Treasury’s Yellen, After Years of Denials, Confesses That Biden’s Covid Relief Package Contributed to Inflation
Only by a ‘little bit,’ the outgoing economist insists, arguing that the spending was ‘really important.’
Treasury Secretary Yellen, after years of denying or ducking the issue, is conceding that President Biden’s Covid-19 stimulus package contributed to the soaring prices of the past four years but insists its impact was minimal.
In an interview with CNBC’s “Money Movers” Wednesday, Ms. Yellen insisted the surge in prices was caused primarily by the Covid pandemic. She said “huge supply chain problems” that left Americans struggling to find basic goods in stores are what “started pushing prices up a great deal.”
She also said Mr. Biden’s $1.9 trillion Covid relief spending contributed to inflation “a little bit.” However, she defended the spending package, which came on the heels of President Trump’s two stimulus packages, because the virus was “raging out of control.”
“It was really important to spend the money to alleviate that suffering,” she said.
When Mr. Biden signed his stimulus package, the American Rescue Plan, inflation clocked in at 1.7 percent. In the subsequent years, the pace of price increases surged to a four-decade high of 9.1 percent, before settling back down to the current rate of around 2.7 percent. Ms. Yellen did not address the suffering that was caused by inflation.
Economists have attributed the increase in prices to multiple factors, such as the supply chain crisis and Russia’s invasion of Ukraine. They also point to Mr. Biden’s Covid relief measures as another reason for inflation. A 2022 study from the Federal Reserve Bank of San Francisco estimated that the Covid relief efforts added about three percent to the rate of inflation.
The main cause of inflation, though, was excessive spending across the board by the Biden administration. An economist and columnist for The New York Sun, Lawrence Kudlow, pointed out in January 2024 that the “sum-total” of federal spending had surpassed America’s GDP. He said the disparity between the federal spending, “which stimulates demand,” is not being met by supply, leading to inflation.
Ms. Yellen also tried to defend Mr. Biden’s record on the deficit, which surpassed $1.8 trillion in the 2024 fiscal year. “Interest rate increases have led to higher costs of servicing the outstanding debt. That’s one factor that’s been involved,” she said.
The Federal Reserve is expected to keep interest rates steady. In minutes of the Fed’s December meeting released Wednesday, officials said they believe inflation will fall below the target rate of two percent. However, they estimated that it “could take longer than previously anticipated.”
The officials in the notes pointed to anticipated changes in immigration and trade policy after Trump takes office as factors that could delay the dip in inflation. The Wall Street Journal notes Fed officials were not “sure whether somewhat firmer inflation readings last fall suggest more latent price pressures remain in the economy.” Members of the Fed also tried to project how Trump’s threats to impose new tariffs could impact inflation. However, the minutes said that “all participants judged that upside risks to the inflation outlook had increased.”

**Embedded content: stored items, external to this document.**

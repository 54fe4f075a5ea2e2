use std::{
    ffi::OsString,
    path::{Path, PathBuf},
};

use async_trait::async_trait;
use serde_json::{Map, Value};
use tokio::process::Command;

use crate::{
    downloader::Downloader,
    types::{AudioArtifact, DownloadQuality},
};

#[derive(Debug, thiserror::Error)]
pub enum DownloadError {
    #[error("Failed to spawn yt-dlp: {0}")]
    Spawn(#[source] std::io::Error),
    #[error("yt-dlp exited with {status}: {stderr}")]
    Failed {
        status: std::process::ExitStatus,
        stderr: String,
    },
    #[error("Invalid yt-dlp metadata: {0}")]
    InvalidInfo(#[from] serde_json::Error),
    #[error("yt-dlp metadata is missing `{0}`")]
    MissingField(&'static str),
    #[error("yt-dlp did not produce expected file: {}", .0.display())]
    MissingOutput(PathBuf),
}

/// Media source backed by the `yt-dlp` executable.
///
/// One instance serves one platform key; yt-dlp itself handles every site it
/// knows about.
#[derive(Debug, Clone)]
pub struct YtDlpDownloader {
    platform: String,
    binary: PathBuf,
    cookies_path: Option<PathBuf>,
}

impl YtDlpDownloader {
    pub fn new(platform: impl Into<String>) -> Self {
        Self {
            platform: platform.into(),
            binary: PathBuf::from("yt-dlp"),
            cookies_path: None,
        }
    }

    pub fn with_binary(mut self, binary: impl Into<PathBuf>) -> Self {
        self.binary = binary.into();
        self
    }

    pub fn with_cookies(mut self, cookies_path: Option<PathBuf>) -> Self {
        self.cookies_path = cookies_path;
        self
    }

    async fn run(&self, args: Vec<OsString>) -> Result<Vec<u8>, DownloadError> {
        let mut command = Command::new(&self.binary);
        if let Some(cookies) = &self.cookies_path {
            command.arg("--cookies").arg(cookies);
        }
        let output = command
            .args(args)
            .kill_on_drop(true)
            .output()
            .await
            .map_err(DownloadError::Spawn)?;

        if !output.status.success() {
            return Err(DownloadError::Failed {
                status: output.status,
                stderr: String::from_utf8_lossy(&output.stderr).trim().to_string(),
            });
        }
        Ok(output.stdout)
    }

    /// yt-dlp's info dictionary for `url`
    #[tracing::instrument(skip(self))]
    async fn fetch_info(&self, url: &str) -> Result<Map<String, Value>, DownloadError> {
        let stdout = self
            .run(vec![
                "--dump-single-json".into(),
                "--no-playlist".into(),
                "--skip-download".into(),
                url.into(),
            ])
            .await
            .inspect_err(|e| tracing::error!(error = ?e, "Failed to fetch video info"))?;

        Ok(serde_json::from_slice::<Map<String, Value>>(&stdout)?)
    }

    fn video_id(info: &Map<String, Value>) -> Result<String, DownloadError> {
        info.get("id")
            .and_then(Value::as_str)
            .map(str::to_string)
            .ok_or(DownloadError::MissingField("id"))
    }

    async fn fetch_video(
        &self,
        url: &str,
        output_dir: &Path,
        video_id: &str,
    ) -> Result<PathBuf, DownloadError> {
        let video_output_template = output_dir.join(format!("{video_id}.%(ext)s"));
        let video_mp4_path = output_dir.join(format!("{video_id}.mp4"));

        if tokio::fs::try_exists(&video_mp4_path).await.unwrap_or(false) {
            tracing::debug!("Video already exists at {}", video_mp4_path.display());
            return Ok(video_mp4_path);
        }

        self.run(vec![
            "-f".into(),
            "bv*[ext=mp4]+ba[ext=m4a]/b[ext=mp4]/bv*+ba/b".into(),
            "--merge-output-format".into(),
            "mp4".into(),
            "--no-playlist".into(),
            "-o".into(),
            video_output_template.into_os_string(),
            url.into(),
        ])
        .await
        .inspect_err(|e| tracing::error!(error = ?e, "Failed to download video"))?;

        if !tokio::fs::try_exists(&video_mp4_path).await.unwrap_or(false) {
            return Err(DownloadError::MissingOutput(video_mp4_path));
        }
        Ok(video_mp4_path)
    }
}

#[async_trait]
impl Downloader for YtDlpDownloader {
    #[tracing::instrument(skip(self), fields(platform = %self.platform))]
    async fn download(
        &self,
        url: &str,
        output_dir: &Path,
        quality: DownloadQuality,
        need_video: bool,
    ) -> anyhow::Result<AudioArtifact> {
        tokio::fs::create_dir_all(output_dir).await?;

        let info = self.fetch_info(url).await?;
        let video_id = Self::video_id(&info)?;

        let audio_output_template = output_dir.join(format!("{video_id}.%(ext)s"));
        let audio_mp3_path = output_dir.join(format!("{video_id}.mp3"));

        // download audio if needed
        if !tokio::fs::try_exists(&audio_mp3_path).await.unwrap_or(false) {
            self.run(vec![
                "-x".into(),
                "--audio-format".into(),
                "mp3".into(),
                "--audio-quality".into(),
                format!("{}K", quality.bitrate_kbps()).into(),
                "--no-playlist".into(),
                "-o".into(),
                audio_output_template.into_os_string(),
                url.into(),
            ])
            .await
            .inspect_err(|e| tracing::error!(error = ?e, "Failed to download audio"))?;

            if !tokio::fs::try_exists(&audio_mp3_path).await.unwrap_or(false) {
                return Err(DownloadError::MissingOutput(audio_mp3_path).into());
            }
        } else {
            tracing::debug!("Audio already exists at {}", audio_mp3_path.display());
        }

        let video_path = if need_video {
            Some(self.fetch_video(url, output_dir, &video_id).await?)
        } else {
            None
        };

        Ok(AudioArtifact {
            file_path: audio_mp3_path,
            title: info
                .get("title")
                .and_then(Value::as_str)
                .unwrap_or(&video_id)
                .to_string(),
            duration: info.get("duration").and_then(Value::as_f64).unwrap_or(0.0),
            cover_url: info
                .get("thumbnail")
                .and_then(Value::as_str)
                .map(str::to_string),
            platform: self.platform.clone(),
            video_id,
            raw_info: info,
            video_path,
        })
    }

    #[tracing::instrument(skip(self), fields(platform = %self.platform))]
    async fn download_video(&self, url: &str, output_dir: &Path) -> anyhow::Result<PathBuf> {
        tokio::fs::create_dir_all(output_dir).await?;
        let info = self.fetch_info(url).await?;
        let video_id = Self::video_id(&info)?;
        Ok(self.fetch_video(url, output_dir, &video_id).await?)
    }
}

When Mr. Biden first took office, the deficit sat at $2.3 trillion, according to the Congressional Budget Office, but that was partially seen as a result of the Covid spending and was projected to decrease to around $900 billion. Instead, by 2024, it was roughly double that projection.
The federal government’s debt also surged past $28 trillion in the most recent reports, up $6 trillion from when Mr. Biden first took office.
While Ms. Yellen defended the 46th president’s Covid spending, she has previously warned about America’s “fiscal sustainability.” During a discussion at the Wall Street Journal’s chief executives’ summit last month, she said, “I am concerned about fiscal sustainability, and I am sorry that we haven’t made more progress. I believe that the deficit needs to be brought down, especially now that we’re in an environment of higher interest rates.”
And in her interview with CNBC, she poured cold water on the idea that Trump’s new advisory board, the Department of Government Efficiency, would be able to cut federal spending.
“It’s hard to see how the math on that works,” she said. “Many feel that defense spending should go up.” She also stated that cuts to programs such as Social Security or Medicaid and Medicare would be unpopular and added, “It’s hard to see how you could solve the deficit that way.”
Elon Musk and Vivek Ramaswamy, who have been tasked with running DOGE, have expressed optimism they can find ways to cut $2 trillion from the federal government’s spending to put America on a more sustainable fiscal path.
While observers have suggested it would be a difficult feat to accomplish, budget analysts and lawmakers have been busy offering Mr. Musk and Mr. Ramaswamy ideas of various programs that could be cut.
In November, an organization focused on addressing the federal deficit and sound fiscal policy, the Committee for a Responsible Federal Budget, suggested roughly $1.4 trillion in federal spending could be cut simply by rescinding several of Mr. Biden’s executive orders.